Sunnybank Veterinary Clinic (07) 3345 6689

Dangers of the Heat

I'm not dressed for this Weather


With the mercury rising we seek refuge at the beach, under the shade of a tree or in the comfort of an air-conditioned cinema. Unfortunately it is not as easy for our pets to stay cool in our hot Australian climate. Hot weather is a familiar contributing factor to what may result in an emergency visit to the vet.

The heat can affect your pet in a number of ways. Heat stroke and burns are common emergency situations that we face in the Veterinary Clinic.

Heat stroke occurs when the body’s temperature is elevated beyond a point that has potential to cause harm to the body systems. The body works hard to maintain its’ ideal temperature. In a dog this is 38-39.2°C and a cat 37.7-39.1°. When the surrounding temperature is very high the body may be unable to compensate which causes the body temperature to soar. Left untreated, heat stroke may cause damaged to vital organs and/or result in death.

Early Signs of Heat Stroke:


  • Panting
  • Dehydration
  • Excessive salivation
  • Increased heart rate
  • Bright red gums
  • Wobbly gait
  • Disorientation
  • Seizures
  • Vomiting


If left untreated


  • Blood in faeces
  • Shock
  • Organ failure
  • Fluid build-up in lungs
  • Difficulty breathing
  • Unconsciousness
  • Death


It is important to appreciate a few differences between your furry companion and yourself. Unlike humans dogs cannot sweat, instead they pant to lower their body temperature.  Panting works most of the time though is not as effective as sweating. Would you wear a jumper in summer, not likely? Remember that your pet is covered in a coat and for some TWO COATS! Remember that your pet does not wear shoes! Walking on hot cement/sand HURTS!

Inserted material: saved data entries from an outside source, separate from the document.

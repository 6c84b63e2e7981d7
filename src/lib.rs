//! # Replica Cache
//!
//! In-process caches of Redis-held state, kept consistent across any number
//! of processes by replaying small mutation announcements over pub/sub.
//!
//! ## Architecture
//!
//! ```text
//! ┌─────────────── process A ───────────────┐      ┌──────── process B ────────┐
//! │  ValueCache / HashCache                 │      │  ValueCache / HashCache   │
//! │        │ set / delete / initialize      │      │        ▲                  │
//! │        ▼                                │      │        │ reduce + notify  │
//! │  Replica ──► Store: MULTI write+PUBLISH─┼──┐   │  Replica (message loop)   │
//! │     ▲                                   │  │   │        ▲                  │
//! │     └── message loop ◄── Bus ◄──────────┼──┼───┼── Bus ─┘                  │
//! └─────────────────────────────────────────┘  │   └───────────────────────────┘
//!                                              ▼
//!                                 Redis (authoritative copy + channel)
//! ```
//!
//! Writes go to the store and are announced in the same transaction. Every
//! replica on the topic, the writer included, applies the announcement
//! through the same pure reducer, so all of them see the same operations in
//! the same order.
//!
//! ## Usage
//!
//! ```rust,no_run
//! use replica_cache::{Connections, HashCache, CacheOptions, RedisConfig};
//! use std::collections::HashMap;
//!
//! #[tokio::main]
//! async fn main() -> replica_cache::Result<()> {
//!     let connections = Connections::redis(RedisConfig::default())?;
//!     let flags: HashCache<bool> =
//!         HashCache::new(&connections, CacheOptions::new("flags", "flags:events")).await?;
//!
//!     flags.on_error(|e| eprintln!("replication failed: {e}"));
//!     flags.initialize(&HashMap::from([("beta".to_string(), false)])).await?;
//!     flags.set("beta", &true).await?;
//!     Ok(())
//! }
//! ```

pub mod bus;
pub mod caches;
pub mod codec;
pub mod config;
pub mod connection;
pub mod envelope;
pub mod error;
pub mod memory;
pub mod metrics;
pub mod replica;
pub mod resilience;
pub mod store;

// Re-exports for convenience
pub use caches::{HashCache, ValueCache};
pub use codec::{FieldCodec, JsonCodec, ValueCodec};
pub use config::{CacheOptions, RedisConfig, ValueCacheOptions};
pub use connection::Connections;
pub use envelope::{Envelope, OpTag};
pub use error::{ReplicaError, Result};
pub use memory::MemoryBackend;
pub use replica::{ListenerId, Operation, Replica, ReplicaVariant};
pub use store::{Command, Reply};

BURNS go paw in paw with the heat. We see a number of dogs come into clinics that have bad burns to their little paws. The cement and sand quickly heat up in summer so please remember this when you are contemplating taking your pooch on a walk.


Some of our pinker patients are particularly sensitive to the sun. Dogs and cats are also at risk of sunburn. In breeds that have pink pigmented skin (particularly on their nose and bellies) you can apply some toxin free pet sunscreen to the areas to avoid getting burnt.


How you can help protect your pets from the heat

  • ALWAYS have a source of reliable shelter. Relying on the backyard tree is not sufficient. Your may need to put up a canopy in your yard or allow access to the back patio.
  • Supply a number of water sources for your pet. Your excitable pooch may tip over a bowl of water and being left for a day in 40° heat is a recipe for disaster. Buying weighted drinking bowls is a good idea to prevent tipping.
  • A trip to the local groomer for our thick coated family members may help them keep their cool this summer.
  • Supply a pool. Placing a large but shallow body of water (to avoid drowning) is a good way for pets to cool down. Children’s plastic sandpit shells work well.
  • NEVER leave your pet alone in a car for ANY amount of time.  
  • Stick to walking your dogs during cooler times of the day. Early morning and late in the afternoon are much easier on your pets. Avoid walking on the cement and hot sand
  • Try leaving homemade ice blocks with your pet for a fun game and cool treat. Freeze plain water or flavour with a drop of chicken stock or tuna juice in a large ice cream container.
  • When travelling/walking with your dog, have a supply of water for your journey. Collapsible water bowls can be purchased and you can share your bottle of water.
  • Toxin free pet sunscreen to your dogs’ pink pigmented skin to avoid getting sun burnt.
  • If your pet is showing signs of Heat stroke place damp towels over them (never use ice) to help lower the body temperature. Proceed to your veterinarian immediately.
  • Run cool (not COLD) water over or place damp towels on burnt paws and immediately go to your vet for treatment.